Ce qui apparaît encore plus consternant ici, derrière une vigilance anti-islamophobe et anti-raciste d’apparence (et, en tout cas assez délirante au vu de l’objet de la mobilisation), c’est de voir un syndicat étudiant marqué à gauche, voire à gauche de la gauche – en appeler ni plus ni moins à la censure d’un débat à l’université !
Face à cela, les dessinateurs de Charlie se sont déchaînés. On notera un dessin-affiche très cinglant (non signé mais au style faisant penser à Riss) détournant une fameuse affiche anti-gaulliste de Mai 68. Riss encore ironise aussi sur les prochaines interdictions à venir à la Sorbonne : « Don Juan: trop sexiste, La Cage aux folles: trop homophobe, Cyrano de Bergerac: trop gros nez« , etc. Avec deux étudiants Sud – Solidaires déclarant « notre fac c’est pas une poubelle« .

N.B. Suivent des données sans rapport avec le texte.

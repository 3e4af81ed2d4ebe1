//! Primary-side transactions.
//!
//! A `Transaction` owns its local-store transaction and buffers the
//! replication operations describing its writes. Commit replicates the
//! buffered batch and completes once the quorum ack and the ordered local
//! commit both land; a read-only commit rolls the inner transaction back
//! since there is nothing to replicate.
//!
//! `SimpleTransactionGroup` coalesces many small transactions into one
//! replicated batch to amortize replication cost. Members share one inner
//! store transaction behind a lock; a duplicate `(type, key)` write across
//! members is a misuse and fails with `WriteConflict`.

use std::collections::HashMap;
use std::sync::{Arc, Mutex};
use std::time::Duration;

use chrono::Utc;
use tokio::sync::oneshot;
use uuid::Uuid;

use crate::error::{CResult, Error};
use crate::local::{Lsn, StoreItem, StoreTransaction, UNASSIGNED_LSN};
use crate::replication::TransactionReplicator;
use crate::wire::ReplicationOperation;

/// Invoked exactly once when a transaction's lifetime ends, to feed the
/// replica state machine's transaction count.
pub type FinishCallback = Arc<dyn Fn() + Send + Sync>;

pub struct Transaction {
    txr: TransactionReplicator,
    store_tx: Option<StoreTransaction>,
    operations: Vec<ReplicationOperation>,
    activity_id: Uuid,
    default_timeout: Option<Duration>,
    on_finish: Option<FinishCallback>,
}

impl Transaction {
    pub(crate) fn new(
        txr: TransactionReplicator,
        store_tx: StoreTransaction,
        default_timeout: Option<Duration>,
        on_finish: Option<FinishCallback>,
    ) -> Self {
        Transaction {
            txr,
            store_tx: Some(store_tx),
            operations: Vec::new(),
            activity_id: Uuid::new_v4(),
            default_timeout,
            on_finish,
        }
    }

    pub fn activity_id(&self) -> Uuid {
        self.activity_id
    }

    pub fn insert(&mut self, item_type: &str, key: &str, value: &[u8]) -> CResult<()> {
        let now = Utc::now();
        self.tx_mut()?
            .insert(item_type, key, value, UNASSIGNED_LSN, Some(now))?;

        let mut op = ReplicationOperation::insert(item_type, key, value.to_vec());
        op.last_modified_on_primary_utc = Some(now);
        self.operations.push(op);
        Ok(())
    }

    pub fn update(&mut self, item_type: &str, key: &str, value: &[u8]) -> CResult<()> {
        self.update_ex(item_type, key, None, None, value)
    }

    /// Update with an optional sequence-number check and key rename.
    pub fn update_ex(
        &mut self,
        item_type: &str,
        key: &str,
        expected_lsn: Option<Lsn>,
        new_key: Option<&str>,
        value: &[u8],
    ) -> CResult<()> {
        let now = Utc::now();
        self.tx_mut()?.update(
            item_type,
            key,
            expected_lsn,
            new_key,
            value,
            UNASSIGNED_LSN,
            Some(now),
        )?;

        let mut op = ReplicationOperation::update(item_type, key, new_key, value.to_vec());
        op.last_modified_on_primary_utc = Some(now);
        self.operations.push(op);
        Ok(())
    }

    pub fn delete(&mut self, item_type: &str, key: &str) -> CResult<()> {
        self.delete_ex(item_type, key, None)
    }

    /// Delete with an optional sequence-number check. Deleting a missing row
    /// without a check still replicates the delete so lagging peers drop it.
    pub fn delete_ex(
        &mut self,
        item_type: &str,
        key: &str,
        expected_lsn: Option<Lsn>,
    ) -> CResult<()> {
        match self.tx_mut()?.delete(item_type, key, expected_lsn) {
            Ok(()) => {}
            Err(Error::RecordNotFound) if expected_lsn.is_none() => {}
            Err(err) => return Err(err),
        }
        self.operations.push(ReplicationOperation::delete(item_type, key));
        Ok(())
    }

    pub fn read_exact(&self, item_type: &str, key: &str) -> CResult<(Vec<u8>, Lsn)> {
        self.tx_ref()?.read_exact(item_type, key)
    }

    pub fn get_operation_lsn(&self, item_type: &str, key: &str) -> CResult<Lsn> {
        self.tx_ref()?.get_operation_lsn(item_type, key)
    }

    pub fn enumerate_by_type_and_key(
        &self,
        item_type: &str,
        key_prefix: &str,
    ) -> CResult<Vec<StoreItem>> {
        Ok(self
            .tx_ref()?
            .enumerate_by_type_and_key(item_type, key_prefix)?
            .collect())
    }

    pub fn is_read_only(&self) -> bool {
        self.operations.is_empty()
    }

    /// Commits with the replica's default timeout.
    pub async fn commit(self) -> CResult<Lsn> {
        let timeout = self.default_timeout;
        self.commit_with(timeout).await
    }

    pub async fn commit_with(mut self, timeout: Option<Duration>) -> CResult<Lsn> {
        let store_tx = match self.store_tx.take() {
            Some(tx) => tx,
            None => return Err(Error::InvalidState("transaction already finished".to_string())),
        };
        let operations = std::mem::take(&mut self.operations);
        let on_finish = self.on_finish.take();

        let result = if operations.is_empty() {
            // Nothing to replicate; release the snapshot.
            let lsn = store_tx.last_change_operation_lsn();
            store_tx.rollback();
            Ok(lsn)
        } else {
            self.txr
                .replicate_commit(store_tx, operations, self.activity_id, timeout)
                .await
        };

        if let Some(on_finish) = on_finish {
            on_finish();
        }
        result
    }

    pub fn rollback(mut self) {
        if let Some(tx) = self.store_tx.take() {
            tx.rollback();
        }
        self.operations.clear();
        if let Some(on_finish) = self.on_finish.take() {
            on_finish();
        }
    }

    fn tx_mut(&mut self) -> CResult<&mut StoreTransaction> {
        self.store_tx
            .as_mut()
            .ok_or_else(|| Error::InvalidState("transaction already finished".to_string()))
    }

    fn tx_ref(&self) -> CResult<&StoreTransaction> {
        self.store_tx
            .as_ref()
            .ok_or_else(|| Error::InvalidState("transaction already finished".to_string()))
    }
}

Foolz, de son côté, fait plus décalé et ironique, en montrant Diderot (le nom reprise par l’université Paris VII) – dessous une phrase annonçant qu’il s’oppose à la pièce de Charb: « vous voulez dire Charb.e.s ?« . Et, plus direct: « inondation. A la Sorbonne, la connerie a déjà atteint son pic« … en montrant trois étudiants de Solidaires, dans l’eau jusqu’à la taille et soutenant un panneau : « Non au Théâtre ce soir« .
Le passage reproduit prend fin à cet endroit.